Alexander's typically holds three to four auctions per year, and concentrates on the following categories: Militaria of all types, Colonial and Revolutionary War; The War Between the States; Americana; Presidents and Vice Presidents; Supreme Court, Cabinet Members & Politicians; Royalty and Heads of State; Military Leaders; Scientists and Inventors; Aviators, Explorers, Astronauts; Business Leaders; Authors and Writers; Artists, Illustrators and Animation Art; Composers and Musicians; Entertainers; Rock and Roll; Notables and the Notorious; and Sports.
Alexander Autographs is smaller than the three major auction houses. However, the company seems to have carved out a definite niche in the market over the past 25 years, becoming famous for its high-dollar controversial sales.
Alexander Autographs auctioned off a gold Rolex wristwatch inscribed with a message from Marilyn Monroe to President John F. Kennedy. The message reads: JACK, With love as always, from MARILYN May 29, 1962, only ten days after her famous "Happy Birthday" performance at Madison Square Garden. Included in the watch case is a poem from Monroe to Kennedy ending with a passionate plea: "Let me love or let me die!" The watch and accompanying items sold for $120,000 to an anonymous East Coast collector.

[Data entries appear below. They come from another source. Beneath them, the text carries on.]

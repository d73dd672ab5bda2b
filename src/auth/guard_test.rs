use super::*;
use crate::auth::test_support::{candidate, company};

fn authenticated_as(user: crate::net::types::User) -> Session {
    let mut session = Session::anonymous();
    session.begin_resolving().unwrap();
    session.authenticate("AT".to_owned(), Some("RT".to_owned()), user).unwrap();
    session
}

fn resolving() -> Session {
    let mut session = Session::new();
    session.begin_resolving().unwrap();
    session
}

// =============================================================
// decide
// =============================================================

#[test]
fn pending_statuses_never_render_or_redirect() {
    for session in [Session::new(), resolving()] {
        assert_eq!(
            decide(&session, RouteAccess::Authenticated, Some("/candidate")),
            GuardDecision::Pending
        );
        assert_eq!(
            decide(&session, RouteAccess::Role(Role::Company), None),
            GuardDecision::Pending
        );
    }
}

#[test]
fn renders_only_once_status_settles() {
    let sequence = [Session::new(), resolving(), authenticated_as(candidate("a@x.com"))];
    let rendered: Vec<bool> = sequence
        .iter()
        .map(|s| decide(s, RouteAccess::Authenticated, None) == GuardDecision::Render)
        .collect();
    assert_eq!(rendered, [false, false, true]);
}

#[test]
fn anonymous_redirects_to_login_with_return_path() {
    let decision = decide(&Session::anonymous(), RouteAccess::Authenticated, Some("/candidate"));
    assert_eq!(
        decision,
        GuardDecision::RedirectToLogin { to: "/login?next=%2Fcandidate".to_owned() }
    );
    assert_eq!(decision.redirect_target(), Some("/login?next=%2Fcandidate"));
}

#[test]
fn anonymous_without_attempted_path_goes_to_plain_login() {
    assert_eq!(
        decide(&Session::anonymous(), RouteAccess::Authenticated, None),
        GuardDecision::RedirectToLogin { to: "/login".to_owned() }
    );
}

#[test]
fn candidate_is_admitted_to_candidate_dashboard() {
    let session = authenticated_as(candidate("a@x.com"));
    assert_eq!(
        decide(&session, RouteAccess::Role(Role::Candidate), Some("/candidate")),
        GuardDecision::Render
    );
    assert_eq!(decide(&session, RouteAccess::Authenticated, None), GuardDecision::Render);
}

#[test]
fn candidate_is_denied_company_view() {
    let session = authenticated_as(candidate("a@x.com"));
    let decision = decide(&session, RouteAccess::Role(Role::Company), Some("/company"));
    assert_eq!(
        decision,
        GuardDecision::Denied { required: Role::Company, redirect: "/candidate".to_owned() }
    );
    assert_eq!(decision.denial(), Some(AuthError::Permission { required: Role::Company }));
}

#[test]
fn company_is_denied_candidate_view() {
    let session = authenticated_as(company("hr@acme.io"));
    assert_eq!(
        decide(&session, RouteAccess::Role(Role::Candidate), None).redirect_target(),
        Some("/company")
    );
}

// =============================================================
// return paths
// =============================================================

#[test]
fn unsafe_return_paths_are_dropped() {
    for path in ["https://evil.test", "//evil.test", "/\\evil.test", "candidate", "/login", "/register?x=1"] {
        assert!(!is_safe_return_path(path), "{path} should be rejected");
        assert_eq!(login_route(Some(path)), "/login");
    }
}

#[test]
fn safe_return_paths_keep_query() {
    assert!(is_safe_return_path("/jobs?q=rust&page=2"));
    assert_eq!(login_route(Some("/jobs?q=rust")), "/login?next=%2Fjobs%3Fq%3Drust");
}

#[test]
fn post_login_destination_prefers_next_then_home() {
    assert_eq!(post_login_destination(Some("/jobs/7"), Role::Candidate), "/jobs/7");
    assert_eq!(post_login_destination(Some("//evil.test"), Role::Candidate), "/candidate");
    assert_eq!(post_login_destination(None, Role::Company), "/company");
}

#[test]
fn control_characters_in_return_path_are_rejected() {
    for path in ["/\t/evil.test", "/\n/evil.test", "/\r/evil.test", "/ /evil.test", "/jobs\u{0}"] {
        assert!(!is_safe_return_path(path), "{path:?} should be rejected");
        assert_eq!(login_route(Some(path)), "/login");
        assert_eq!(post_login_destination(Some(path), Role::Candidate), "/candidate");
    }
}

#[test]
fn next_for_other_role_falls_back_to_own_home() {
    assert_eq!(post_login_destination(Some("/candidate"), Role::Company), "/company");
    assert_eq!(post_login_destination(Some("/candidate/matches?page=2"), Role::Company), "/company");
    assert_eq!(post_login_destination(Some("/company"), Role::Candidate), "/candidate");
    assert_eq!(post_login_destination(Some("/candidate?tab=cv"), Role::Candidate), "/candidate?tab=cv");
    assert_eq!(post_login_destination(Some("/companyish"), Role::Candidate), "/companyish");
}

Alexander Autographs was forced to withdraw a letter it was auctioning, purporting to be from Ronald Reagan and written during the President's later years while he suffered with Alzheimer's. The letter's content—hand-written annotations and references to the disease, was reported upon by CBS News, U.S. News & World Report, and other media. Bill Panagopulos, company president, withdrew the item when it was discovered to have been forged and advised the press that he had been "duped" by a forger.
Alexander Autographs found itself embroiled in a row with eBay, the online auction house, when eBay refused to run Alexander's Nazi and other German World War II items on its website. Alexander's complied, but issued a statement on its own website adding that, "Though these items are indeed controversial, we maintain that they are of vital historic importance and cannot and must not be ignored."